Pour expliquer ce que les nouvelles mesures signifient pour les entreprises, les investisseurs et les ménages, et comment ce document de plus de 400 pages aura une incidence sur des thèmes clés tels que la compétitivité fiscale des entreprises et l’abordabilité, BMO a organisé un événement numérique intitulé « Premier coup d’œil sur le budget fédéral de 2025 ».
La conversation était animée par Camilla Sutton, première directrice générale et chef, Recherche sur les actions, Canada et Royaume-Uni, BMO Marchés des capitaux, et présentait le point de vue des panélistes suivants :
Doug Porter, économiste en chef et premier directeur général, BMO
Dante Rossi, directeur général, Planification fiscale, BMO Gestion privée
Voici les principaux points à retenir.
Perspectives économiques
Doug Porter a déclaré que le budget constituait un pas dans la bonne direction, car il permettait de mettre l’accent sur les investissements à long terme plutôt que sur les dépenses opérationnelles.
« Soyons réalistes, ils étaient limités par une économie sous-jacente faible et des frais d’intérêt encore relativement élevés, et ils ne pouvaient pas laisser le déficit augmenter beaucoup plus qu’ils ne l’ont fait, a-t-il déclaré. En dépit de ces contraintes strictes, ils ont réussi à faire beaucoup de choses. »
Dans l’ensemble, le budget a entraîné de nouvelles dépenses nettes d’environ 5 milliards de dollars au cours de la prochaine année, soit l’équivalent d’environ 0,1 % du PIB du Canada. Pour BMO, ce n’était pas suffisant pour modifier ses prévisions de croissance du PIB légèrement supérieure à 1 % après inflation, a indiqué M. Porter. Cela tient déjà compte d’une grande partie de la hausse des dépenses pour la défense et des mesures visant à stimuler le logement et les dépenses en immobilisations.

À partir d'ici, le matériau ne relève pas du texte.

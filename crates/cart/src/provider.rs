//! The cart provider: owns cart state and wires it to hydration, auth and
//! persistence.
//!
//! # Lifecycle
//!
//! 1. [`CartProvider::new`] starts `Uninitialized` with an empty cart.
//! 2. [`CartProvider::hydrate`] loads the guest cart from local storage,
//!    resolves its products and replaces the cart (`SET_CART`).
//! 3. [`CartProvider::set_auth`] reports the signed-in user. Before hydration
//!    completes the state is only recorded; afterwards a login merges the
//!    user's stored cart and a logout clears the cart.
//! 4. Once hydrated with a known auth state, every change schedules a
//!    debounced write through the [`PersistenceBridge`].
//!
//! Mutations and queries are synchronous and never fail. State lives behind a
//! `std::sync::Mutex` that is never held across an `.await`.

use std::sync::{Arc, Mutex, MutexGuard, PoisonError};
use std::time::Duration;

use tracing::{debug, info, instrument};

use cartsync_core::{AuthStatus, Cart, CartItem, CartTotal, ProductId, SyncPhase};

use crate::auth::{AuthState, transition};
use crate::cms::{ProductCatalog, UserCartStore};
use crate::error::{add_breadcrumb, clear_sentry_user, set_sentry_user};
use crate::hydration::{load_local_cart, resolve_items};
use crate::persistence::{CartWrite, FlushOutcome, PersistenceBridge};
use crate::reducer::{CartAction, cart_reducer};
use crate::storage::LocalStore;
use crate::total::cart_total;

/// Cart state owner.
///
/// Cheaply cloneable; clones share state. Mutating methods schedule
/// persistence with `tokio::spawn` and must be called within a tokio runtime.
#[derive(Clone)]
pub struct CartProvider {
    inner: Arc<ProviderInner>,
}

struct ProviderInner {
    catalog: Arc<dyn ProductCatalog>,
    local: Arc<dyn LocalStore>,
    bridge: PersistenceBridge,
    state: Mutex<ProviderState>,
}

#[derive(Default)]
struct ProviderState {
    cart: Cart,
    total: CartTotal,
    phase: SyncPhase,
    auth: AuthState,
    /// Set by the first persistence pass.
    initialized: bool,
}

impl CartProvider {
    /// Create a provider.
    ///
    /// `debounce` is the quiescence window for persistence writes.
    #[must_use]
    pub fn new(
        catalog: Arc<dyn ProductCatalog>,
        user_carts: Arc<dyn UserCartStore>,
        local: Arc<dyn LocalStore>,
        debounce: Duration,
    ) -> Self {
        let bridge = PersistenceBridge::new(debounce, Arc::clone(&local), user_carts);
        Self {
            inner: Arc::new(ProviderInner {
                catalog,
                local,
                bridge,
                state: Mutex::new(ProviderState::default()),
            }),
        }
    }

    fn lock(&self) -> MutexGuard<'_, ProviderState> {
        self.inner
            .state
            .lock()
            .unwrap_or_else(PoisonError::into_inner)
    }

    // =========================================================================
    // Lifecycle
    // =========================================================================

    /// Load the guest cart from local storage and resolve its products.
    ///
    /// Runs once per provider; later calls return immediately. An auth state
    /// reported while this runs is applied right after the cart is set.
    #[instrument(skip(self))]
    pub async fn hydrate(&self) {
        {
            let mut state = self.lock();
            if state.phase != SyncPhase::Uninitialized {
                debug!(phase = ?state.phase, "Hydration already started");
                return;
            }
            state.phase = SyncPhase::Hydrating;
        }

        let stored = load_local_cart(self.inner.local.as_ref());
        let items = if stored.is_empty() {
            Vec::new()
        } else {
            resolve_items(self.inner.catalog.as_ref(), stored).await
        };

        let mut state = self.lock();
        state.phase = SyncPhase::Ready;
        apply(&mut state, CartAction::SetCart(items));
        info!(items = state.cart.len(), "Cart hydrated");

        if let Some(action) = transition(&AuthState::Unknown, &state.auth) {
            apply(&mut state, action);
        }
        self.after_change(&mut state);
    }

    /// Report the current authentication state.
    ///
    /// Only real transitions change the cart: a new login merges the user's
    /// stored cart, a logout clears it. Reporting the same user again does
    /// nothing to the cart.
    pub fn set_auth(&self, next: AuthState) {
        match next.user() {
            Some(user) => set_sentry_user(&user.id, user.email.as_deref()),
            None => clear_sentry_user(),
        }

        let mut state = self.lock();
        let previous = std::mem::replace(&mut state.auth, next);
        debug!(from = %previous.status(), to = %state.auth.status(), "Auth state reported");

        if !state.phase.is_ready() {
            return;
        }

        let action = transition(&previous, &state.auth);
        let identity_changed = previous.user_id() != state.auth.user_id()
            || previous.status().is_known() != state.auth.status().is_known();

        let acted = action.is_some();
        if let Some(action) = action {
            apply(&mut state, action);
        }
        if acted || identity_changed {
            self.after_change(&mut state);
        }
    }

    /// Write any pending persistence now instead of waiting for the window.
    pub async fn flush(&self) -> Option<FlushOutcome> {
        self.inner.bridge.flush_pending().await
    }

    // =========================================================================
    // Mutations
    // =========================================================================

    /// Add an item; an existing entry for the product gets the quantities
    /// summed.
    pub fn add_item(&self, item: CartItem) {
        let product_id = item.product_id().to_string();
        self.dispatch(CartAction::AddItem(item), Some(&product_id));
    }

    /// Remove a product from the cart.
    pub fn delete_item(&self, product: &ProductId) {
        self.dispatch(CartAction::DeleteItem(product.clone()), Some(product.as_str()));
    }

    /// Remove every item.
    pub fn clear_cart(&self) {
        self.dispatch(CartAction::ClearCart, None);
    }

    fn dispatch(&self, action: CartAction, product_id: Option<&str>) {
        let data = product_id.map(|id| [("product_id", id)]);
        add_breadcrumb("cart", action.name(), data.as_ref().map(|pairs| pairs.as_slice()));

        let mut state = self.lock();
        apply(&mut state, action);
        self.after_change(&mut state);
    }

    /// Schedule persistence of the current cart once hydrated with known
    /// auth.
    fn after_change(&self, state: &mut ProviderState) {
        if !state.phase.is_ready() || !state.auth.status().is_known() {
            return;
        }

        self.inner.bridge.schedule(CartWrite {
            user: state.auth.user_id().cloned(),
            cart: state.cart.flatten(),
        });
        state.initialized = true;
    }

    // =========================================================================
    // Queries
    // =========================================================================

    /// Snapshot of the current cart.
    #[must_use]
    pub fn cart(&self) -> Cart {
        self.lock().cart.clone()
    }

    /// Total of the current cart.
    #[must_use]
    pub fn cart_total(&self) -> CartTotal {
        self.lock().total.clone()
    }

    /// Whether the cart has settled and holds no items.
    ///
    /// `false` while the cart is still loading, even though it is empty then.
    #[must_use]
    pub fn cart_is_empty(&self) -> bool {
        let state = self.lock();
        state.initialized && state.cart.is_empty()
    }

    /// Whether the first persistence pass has run.
    #[must_use]
    pub fn has_initialized_cart(&self) -> bool {
        self.lock().initialized
    }

    /// Whether the product is in the cart, bare or resolved.
    #[must_use]
    pub fn is_product_in_cart(&self, product: &ProductId) -> bool {
        self.lock().cart.contains(product)
    }

    /// Hydration phase.
    #[must_use]
    pub fn phase(&self) -> SyncPhase {
        self.lock().phase
    }

    /// Last reported auth status.
    #[must_use]
    pub fn auth_status(&self) -> AuthStatus {
        self.lock().auth.status()
    }

    /// Whether a persistence write is waiting for its window.
    #[must_use]
    pub fn has_pending_write(&self) -> bool {
        self.inner.bridge.has_pending()
    }
}

fn apply(state: &mut ProviderState, action: CartAction) {
    let name = action.name();
    state.cart = cart_reducer(std::mem::take(&mut state.cart), action);
    state.total = cart_total(&state.cart);
    debug!(action = name, items = state.cart.len(), total = state.total.raw, "Cart updated");
}

#[cfg(test)]
#[allow(clippy::unwrap_used)]
mod tests {
    use cartsync_core::{PersistedCart, UserId};

    use super::*;
    use crate::auth::AuthUser;
    use crate::storage::{CART_KEY, MemoryStore};
    use crate::testing::{RecordingUserCarts, StubCatalog};

    const WINDOW: Duration = Duration::from_millis(1000);

    fn pid(s: &str) -> ProductId {
        ProductId::parse(s).unwrap()
    }

    struct Harness {
        provider: CartProvider,
        local: Arc<MemoryStore>,
        remote: Arc<RecordingUserCarts>,
    }

    fn harness(stored: Option<&str>) -> Harness {
        let local = Arc::new(match stored {
            Some(payload) => MemoryStore::with_entry(CART_KEY, payload),
            None => MemoryStore::new(),
        });
        let remote = Arc::new(RecordingUserCarts::default());
        let catalog = Arc::new(StubCatalog::with_products([("p1", 1000), ("p2", 250)]));
        let provider = CartProvider::new(catalog, remote.clone(), local.clone(), WINDOW);
        Harness {
            provider,
            local,
            remote,
        }
    }

    fn logged_in(id: &str, stored: &[(&str, u32)]) -> AuthState {
        let cart = Cart::from_items(stored.iter().map(|(p, q)| CartItem::new(pid(p), *q)));
        AuthState::LoggedIn(AuthUser::new(UserId::parse(id).unwrap()).with_cart(cart))
    }

    fn quantity_of(provider: &CartProvider, id: &str) -> Option<u32> {
        provider.cart().get(&pid(id)).map(|item| item.quantity.get())
    }

    #[tokio::test]
    async fn test_hydrate_resolves_stored_cart() {
        let h = harness(Some(r#"{"items":[{"product":"p1","quantity":2}]}"#));
        assert_eq!(h.provider.phase(), SyncPhase::Uninitialized);

        h.provider.hydrate().await;

        assert_eq!(h.provider.phase(), SyncPhase::Ready);
        let cart = h.provider.cart();
        assert_eq!(cart.len(), 1);
        assert!(cart.items()[0].product.is_resolved());
        assert_eq!(h.provider.cart_total().raw, 2000);
        assert_eq!(h.provider.cart_total().formatted, "$20.00");
    }

    #[tokio::test]
    async fn test_hydrate_runs_once() {
        let h = harness(Some(r#"{"items":[{"product":"p1","quantity":2}]}"#));
        h.provider.hydrate().await;
        h.provider.add_item(CartItem::new(pid("p2"), 1));

        h.provider.hydrate().await;
        assert_eq!(h.provider.cart().len(), 2);
    }

    #[tokio::test]
    async fn test_cart_is_empty_waits_for_settle() {
        let h = harness(None);
        assert!(!h.provider.cart_is_empty());

        h.provider.hydrate().await;
        // Auth still unknown, nothing persisted yet
        assert!(!h.provider.has_initialized_cart());
        assert!(!h.provider.cart_is_empty());

        h.provider.set_auth(AuthState::Unauthenticated);
        assert!(h.provider.has_initialized_cart());
        assert!(h.provider.cart_is_empty());
    }

    #[tokio::test]
    async fn test_login_before_hydration_merges_after_set_cart() {
        let h = harness(Some(r#"{"items":[{"product":"p1","quantity":1}]}"#));
        h.provider.set_auth(logged_in("u1", &[("p1", 2), ("p2", 1)]));

        assert_eq!(h.provider.auth_status(), AuthStatus::LoggedIn);
        assert!(h.provider.cart().is_empty());

        h.provider.hydrate().await;
        assert_eq!(quantity_of(&h.provider, "p1"), Some(3));
        assert_eq!(quantity_of(&h.provider, "p2"), Some(1));
    }

    #[tokio::test]
    async fn test_repeated_login_does_not_double_merge() {
        let h = harness(None);
        h.provider.hydrate().await;

        h.provider.set_auth(logged_in("u1", &[("p1", 2)]));
        h.provider.set_auth(logged_in("u1", &[("p1", 2)]));
        assert_eq!(quantity_of(&h.provider, "p1"), Some(2));
    }

    #[tokio::test]
    async fn test_logout_clears_cart() {
        let h = harness(None);
        h.provider.hydrate().await;
        h.provider.set_auth(logged_in("u1", &[("p1", 2)]));
        assert!(h.provider.is_product_in_cart(&pid("p1")));

        h.provider.set_auth(AuthState::LoggedOut);
        assert!(h.provider.cart().is_empty());
        assert!(h.provider.cart_is_empty());
        assert_eq!(h.provider.cart_total().raw, 0);
    }

    #[tokio::test]
    async fn test_mutations_update_total() {
        let h = harness(None);
        h.provider.hydrate().await;
        h.provider.set_auth(AuthState::Unauthenticated);

        let catalog = StubCatalog::with_products([("p2", 250)]);
        let p2 = catalog.fetch_product(&pid("p2")).await.unwrap();
        h.provider.add_item(CartItem::new(p2.clone(), 2));
        h.provider.add_item(CartItem::new(p2, 3));
        assert_eq!(quantity_of(&h.provider, "p2"), Some(5));
        assert_eq!(h.provider.cart_total().raw, 1250);

        h.provider.delete_item(&pid("p2"));
        assert!(!h.provider.is_product_in_cart(&pid("p2")));
        assert_eq!(h.provider.cart_total().formatted, "$0.00");
    }

    #[tokio::test(start_paused = true)]
    async fn test_guest_changes_persist_locally() {
        let h = harness(None);
        h.provider.hydrate().await;
        h.provider.set_auth(AuthState::Unauthenticated);
        h.provider.add_item(CartItem::new(pid("p1"), 2));
        assert!(h.provider.has_pending_write());

        tokio::time::sleep(WINDOW * 2).await;

        let saved: PersistedCart =
            serde_json::from_str(&h.local.get(CART_KEY).unwrap().unwrap()).unwrap();
        assert_eq!(Cart::from(saved), Cart::from_items([CartItem::new(pid("p1"), 2)]));
        assert!(h.remote.calls().is_empty());
    }

    #[tokio::test(start_paused = true)]
    async fn test_nothing_persists_before_auth_resolves() {
        let h = harness(None);
        h.provider.hydrate().await;
        h.provider.add_item(CartItem::new(pid("p1"), 2));

        tokio::time::sleep(WINDOW * 2).await;
        assert!(!h.provider.has_pending_write());
        assert_eq!(h.local.get(CART_KEY).unwrap(), None);
    }

    #[tokio::test(start_paused = true)]
    async fn test_logged_in_changes_persist_remotely() {
        let h = harness(Some(r#"{"items":[{"product":"p1","quantity":1}]}"#));
        h.provider.hydrate().await;
        h.provider.set_auth(logged_in("u1", &[]));
        h.provider.add_item(CartItem::new(pid("p2"), 1));

        assert_eq!(h.provider.flush().await, Some(FlushOutcome::Remote));

        let calls = h.remote.calls();
        assert_eq!(calls.len(), 1);
        assert_eq!(calls[0].0.as_str(), "u1");
        assert_eq!(calls[0].1, h.provider.cart().flatten());
        assert_eq!(h.local.get(CART_KEY).unwrap(), None);
    }
}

M. Porter ne s’attend pas à ce que le pays soit en récession. « Cette année, nous avons frôlé la catastrophe, a-t-il reconnu. Le PIB a carrément reculé au deuxième trimestre de l’année, mais il semble maintenant que l’économie a enregistré une croissance vraiment modeste au troisième trimestre, et nous nous attendons à une légère amélioration au cours des prochains trimestres en raison de la baisse des taux d’intérêt. »
Le marché du travail
Une mesure notable dans le budget concerne la manière dont le gouvernement aborde la question de l’emploi, qui, selon M. Porter, s’est détériorée au cours de l’année écoulée. Pour atteindre cet objectif, Ottawa ajuste ses cibles d’immigration afin de ralentir la croissance de la population active à un peu plus de zéro pour les prochaines années.
M. Porter a souligné l’importance du fait que le budget comprenait des cibles en matière d’immigration pour les quelques prochaines années et que cela était devenu un facteur important dans les perspectives économiques globales ces dernières années. Parallèlement, on assiste à une vague importante de départs à la retraite parmi la population active canadienne.

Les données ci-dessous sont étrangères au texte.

//! Local key-value persistence for the guest cart draft.
//!
//! The browser's `localStorage` equivalent: synchronous string values under
//! string keys. Only the persistence bridge writes here.

use std::collections::HashMap;
use std::fs;
use std::io;
use std::path::{Path, PathBuf};
use std::sync::{Mutex, PoisonError};

use thiserror::Error;

/// Key the cart draft is stored under.
pub const CART_KEY: &str = "cart";

/// Errors from a local store.
#[derive(Debug, Error)]
pub enum StoreError {
    /// Filesystem operation failed.
    #[error("I/O error on {path}: {source}")]
    Io {
        path: PathBuf,
        #[source]
        source: io::Error,
    },

    /// Key contains characters that cannot be used as a file name.
    #[error("Invalid storage key: {0}")]
    InvalidKey(String),
}

/// Synchronous string key-value storage.
pub trait LocalStore: Send + Sync {
    /// Read a value. `Ok(None)` if the key is absent.
    ///
    /// # Errors
    ///
    /// Returns `StoreError` if the backing storage cannot be read.
    fn get(&self, key: &str) -> Result<Option<String>, StoreError>;

    /// Write a value, replacing any previous one.
    ///
    /// # Errors
    ///
    /// Returns `StoreError` if the backing storage cannot be written.
    fn set(&self, key: &str, value: &str) -> Result<(), StoreError>;

    /// Delete a value. Deleting an absent key is not an error.
    ///
    /// # Errors
    ///
    /// Returns `StoreError` if the backing storage cannot be modified.
    fn remove(&self, key: &str) -> Result<(), StoreError>;
}

// =============================================================================
// MemoryStore
// =============================================================================

/// In-process store. Contents are lost when dropped.
#[derive(Debug, Default)]
pub struct MemoryStore {
    entries: Mutex<HashMap<String, String>>,
}

impl MemoryStore {
    /// Create an empty store.
    #[must_use]
    pub fn new() -> Self {
        Self::default()
    }

    /// Create a store pre-seeded with one entry.
    #[must_use]
    pub fn with_entry(key: &str, value: &str) -> Self {
        let store = Self::new();
        store
            .entries
            .lock()
            .unwrap_or_else(PoisonError::into_inner)
            .insert(key.to_string(), value.to_string());
        store
    }
}

impl LocalStore for MemoryStore {
    fn get(&self, key: &str) -> Result<Option<String>, StoreError> {
        let entries = self.entries.lock().unwrap_or_else(PoisonError::into_inner);
        Ok(entries.get(key).cloned())
    }

    fn set(&self, key: &str, value: &str) -> Result<(), StoreError> {
        let mut entries = self.entries.lock().unwrap_or_else(PoisonError::into_inner);
        entries.insert(key.to_string(), value.to_string());
        Ok(())
    }

    fn remove(&self, key: &str) -> Result<(), StoreError> {
        let mut entries = self.entries.lock().unwrap_or_else(PoisonError::into_inner);
        entries.remove(key);
        Ok(())
    }
}

// =============================================================================
// FileStore
// =============================================================================

/// One file per key under a directory (`<dir>/<key>.json`).
///
/// Writes go to a temporary sibling first and are renamed into place, so a
/// reader never sees a half-written value.
#[derive(Debug, Clone)]
pub struct FileStore {
    dir: PathBuf,
}

impl FileStore {
    /// Create a store rooted at `dir`. The directory is created on first write.
    #[must_use]
    pub fn new(dir: impl Into<PathBuf>) -> Self {
        Self { dir: dir.into() }
    }

    /// Directory holding the values.
    #[must_use]
    pub fn dir(&self) -> &Path {
        &self.dir
    }

    fn path_for(&self, key: &str) -> Result<PathBuf, StoreError> {
        let valid = !key.is_empty()
            && key
                .chars()
                .all(|c| c.is_ascii_alphanumeric() || matches!(c, '-' | '_'));
        if !valid {
            return Err(StoreError::InvalidKey(key.to_string()));
        }
        Ok(self.dir.join(format!("{key}.json")))
    }
}

fn io_error(path: &Path) -> impl FnOnce(io::Error) -> StoreError + '_ {
    move |source| StoreError::Io {
        path: path.to_path_buf(),
        source,
    }
}

impl LocalStore for FileStore {
    fn get(&self, key: &str) -> Result<Option<String>, StoreError> {
        let path = self.path_for(key)?;
        match fs::read_to_string(&path) {
            Ok(value) => Ok(Some(value)),
            Err(e) if e.kind() == io::ErrorKind::NotFound => Ok(None),
            Err(e) => Err(io_error(&path)(e)),
        }
    }

    fn set(&self, key: &str, value: &str) -> Result<(), StoreError> {
        let path = self.path_for(key)?;
        fs::create_dir_all(&self.dir).map_err(io_error(&self.dir))?;

        let tmp = path.with_extension("json.tmp");
        fs::write(&tmp, value).map_err(io_error(&tmp))?;
        fs::rename(&tmp, &path).map_err(io_error(&path))
    }

    fn remove(&self, key: &str) -> Result<(), StoreError> {
        let path = self.path_for(key)?;
        match fs::remove_file(&path) {
            Ok(()) => Ok(()),
            Err(e) if e.kind() == io::ErrorKind::NotFound => Ok(()),
            Err(e) => Err(io_error(&path)(e)),
        }
    }
}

« C’est une nouvelle économique assez importante, a poursuivi M. Porter. Ils ont réaffirmé leur volonté de ralentir la croissance de la population pendant quelques années afin d’aider le marché du travail à mieux s’adapter à la forte hausse démographique précédente et de contribuer à un meilleur équilibre du marché de l’habitation. »
Abordabilité
En plus d’essayer d’alléger la pression sur la main-d’œuvre, le gouvernement cherche également à répondre aux préoccupations liées à l’abordabilité. « Leur objectif global est de continuer à offrir un réel soutien, en particulier en ce qui a trait au logement abordable, a expliqué M. Porter. À cet égard, ils cherchent à maintenir la croissance des mises en chantier à environ 250 000 logements ou plus par an. »
Les réductions de taux précédentes de la Banque du Canada (BdC) ont également contribué à rendre les logements plus abordables. Alors que la BdC laisse entendre qu’elle pourrait mettre fin à ses baisses pour un certain temps, M. Porter n’en est pas convaincu. « Notre point de vue officiel est que, après un léger retard, la BdC pourrait bien abaisser encore un peu plus son taux directeur en 2026 », a-t-il annoncé.

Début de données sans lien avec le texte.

//! Cartsync CLI - inspect and edit the synced cart.
//!
//! # Usage
//!
//! ```bash
//! # Show the cart
//! cartsync show
//!
//! # Add two units of a product
//! cartsync add 64f0c2 -q 2
//!
//! # Remove a product, or everything
//! cartsync remove 64f0c2
//! cartsync clear
//!
//! # Print only the total
//! cartsync total
//! ```
//!
//! Without `CART_API_TOKEN` the cart is a guest cart kept in
//! `CART_STORAGE_DIR`. With a token the guest draft is merged into the
//! signed-in user's cart and changes are saved to the user record.

#![cfg_attr(not(test), forbid(unsafe_code))]
#![allow(clippy::print_stdout, clippy::print_stderr)]

use clap::{Parser, Subcommand};
use sentry::integrations::tracing as sentry_tracing;
use tracing_subscriber::{layer::SubscriberExt, util::SubscriberInitExt};

use cartsync::CartConfig;

mod commands;

use commands::cart::{Session, render};

#[derive(Parser)]
#[command(name = "cartsync")]
#[command(author, version, about = "Cart sync client")]
struct Cli {
    #[command(subcommand)]
    command: Commands,
}

#[derive(Subcommand)]
enum Commands {
    /// Print the cart
    Show,
    /// Add a product to the cart
    Add {
        /// Product id
        product: String,

        /// Number of units to add
        #[arg(short, long, default_value_t = 1)]
        quantity: u32,
    },
    /// Remove a product from the cart
    Remove {
        /// Product id
        product: String,
    },
    /// Remove every product
    Clear,
    /// Print the cart total
    Total,
}

/// Initialize Sentry error tracking and return guard that must be kept alive.
fn init_sentry(config: &CartConfig) -> Option<sentry::ClientInitGuard> {
    let dsn = config.sentry_dsn.as_ref()?;

    let guard = sentry::init((
        dsn.as_str(),
        sentry::ClientOptions {
            release: sentry::release_name!(),
            attach_stacktrace: true,
            ..Default::default()
        },
    ));

    Some(guard)
}

/// Map tracing levels to Sentry: warnings and errors become events, the rest
/// breadcrumbs.
fn sentry_event_filter(metadata: &tracing::Metadata<'_>) -> sentry_tracing::EventFilter {
    match *metadata.level() {
        tracing::Level::ERROR | tracing::Level::WARN => sentry_tracing::EventFilter::Event,
        tracing::Level::INFO | tracing::Level::DEBUG => sentry_tracing::EventFilter::Breadcrumb,
        _ => sentry_tracing::EventFilter::Ignore,
    }
}

#[tokio::main]
async fn main() {
    let cli = Cli::parse();

    let config = match CartConfig::from_env() {
        Ok(config) => config,
        Err(e) => {
            eprintln!("Configuration error: {e}");
            std::process::exit(1);
        }
    };

    let _sentry_guard = init_sentry(&config);

    // Defaults to info level for our crates if RUST_LOG is not set
    let env_filter = tracing_subscriber::EnvFilter::try_from_default_env()
        .unwrap_or_else(|_| "cartsync=info,cartsync_cli=info".into());

    tracing_subscriber::registry()
        .with(env_filter)
        .with(tracing_subscriber::fmt::layer().with_writer(std::io::stderr))
        .with(sentry_tracing::layer().event_filter(sentry_event_filter))
        .init();

    let result: Result<(), Box<dyn std::error::Error>> = run(cli, &config).await;

    if let Err(e) = result {
        tracing::error!("Command failed: {e}");
        std::process::exit(1);
    }
}

async fn run(cli: Cli, config: &CartConfig) -> Result<(), Box<dyn std::error::Error>> {
    let session = Session::open(config).await?;

    match cli.command {
        Commands::Show => {}
        Commands::Add { product, quantity } => session.add(&product, quantity).await?,
        Commands::Remove { product } => {
            if !session.remove(&product)? {
                tracing::info!(product_id = %product, "Product was not in the cart");
            }
        }
        Commands::Clear => session.clear(),
        Commands::Total => {
            println!("{}", session.total().formatted);
            session.close().await;
            return Ok(());
        }
    }

    print!("{}", render(&session.cart(), &session.total()));
    session.close().await;
    Ok(())
}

Dante Rossi a ajouté que le budget confirmait également l’intention d’Ottawa d’éliminer la TPS pour les acheteurs d’une première propriété lors de l’achat d’une propriété neuve d’une valeur maximale de 1 million de dollars et de réduire la TPS pour ces mêmes acheteurs lors de l’achat d’une propriété neuve d’une valeur comprise entre 1 million et 1,5 million de dollars.
Bonification des radiations pour les entreprises
Bien que les changements fiscaux touchant les sociétés et les particuliers aient été limités, la nouvelle la plus importante a été l’introduction d’une super déduction pour stimuler de nouveaux investissements de capital privé. Les incitatifs fiscaux bonifiés permettront aux entreprises de radier ou de passer en charges une part plus importante de ces investissements à des fins fiscales, a expliqué M. Rossi.
« La super déduction permettra aux entreprises de récupérer plus facilement et plus rapidement leurs coûts d’investissement par l’intermédiaire du régime fiscal, a-t-il noté. Ces super déductions sont réalisées au moyen du système canadien de déduction pour amortissement (DPA), qui permet de demander des déductions pour amortissement fiscal à différents taux, reflétant l’amortissement de diverses immobilisations. »
Ottawa mettra également en œuvre des mesures déjà annoncées, comme le rétablissement de l’incitatif à l’investissement accéléré, qui prévoit une radiation bonifiée pour la plupart des immobilisations pour la première année. La proposition phare permet de passer en charges immédiatement le coût lié aux bâtiments de fabrication et de transformation, mais cette mesure sera progressivement supprimée entre 2030 et 2033, a expliqué M. Rossi.
L’initiative de 1,2 milliard de dollars au cours des cinq prochaines années vise à renforcer la compétitivité du Canada par rapport aux États-Unis en réduisant le taux d’imposition effectif marginal global, qui pourrait être réduit de plus de deux points de pourcentage, a-t-il précisé.
Encourager l’innovation
Le budget a également confirmé les annonces précédentes concernant les encouragements pour la recherche scientifique et le développement expérimental (RS&DE). Le programme de la RS&DE offre des déductions fiscales et des crédits d’impôt à l’investissement pour les dépenses en recherche et développement (R et D) admissibles afin d’encourager les entreprises à mener des activités de R et D au Canada.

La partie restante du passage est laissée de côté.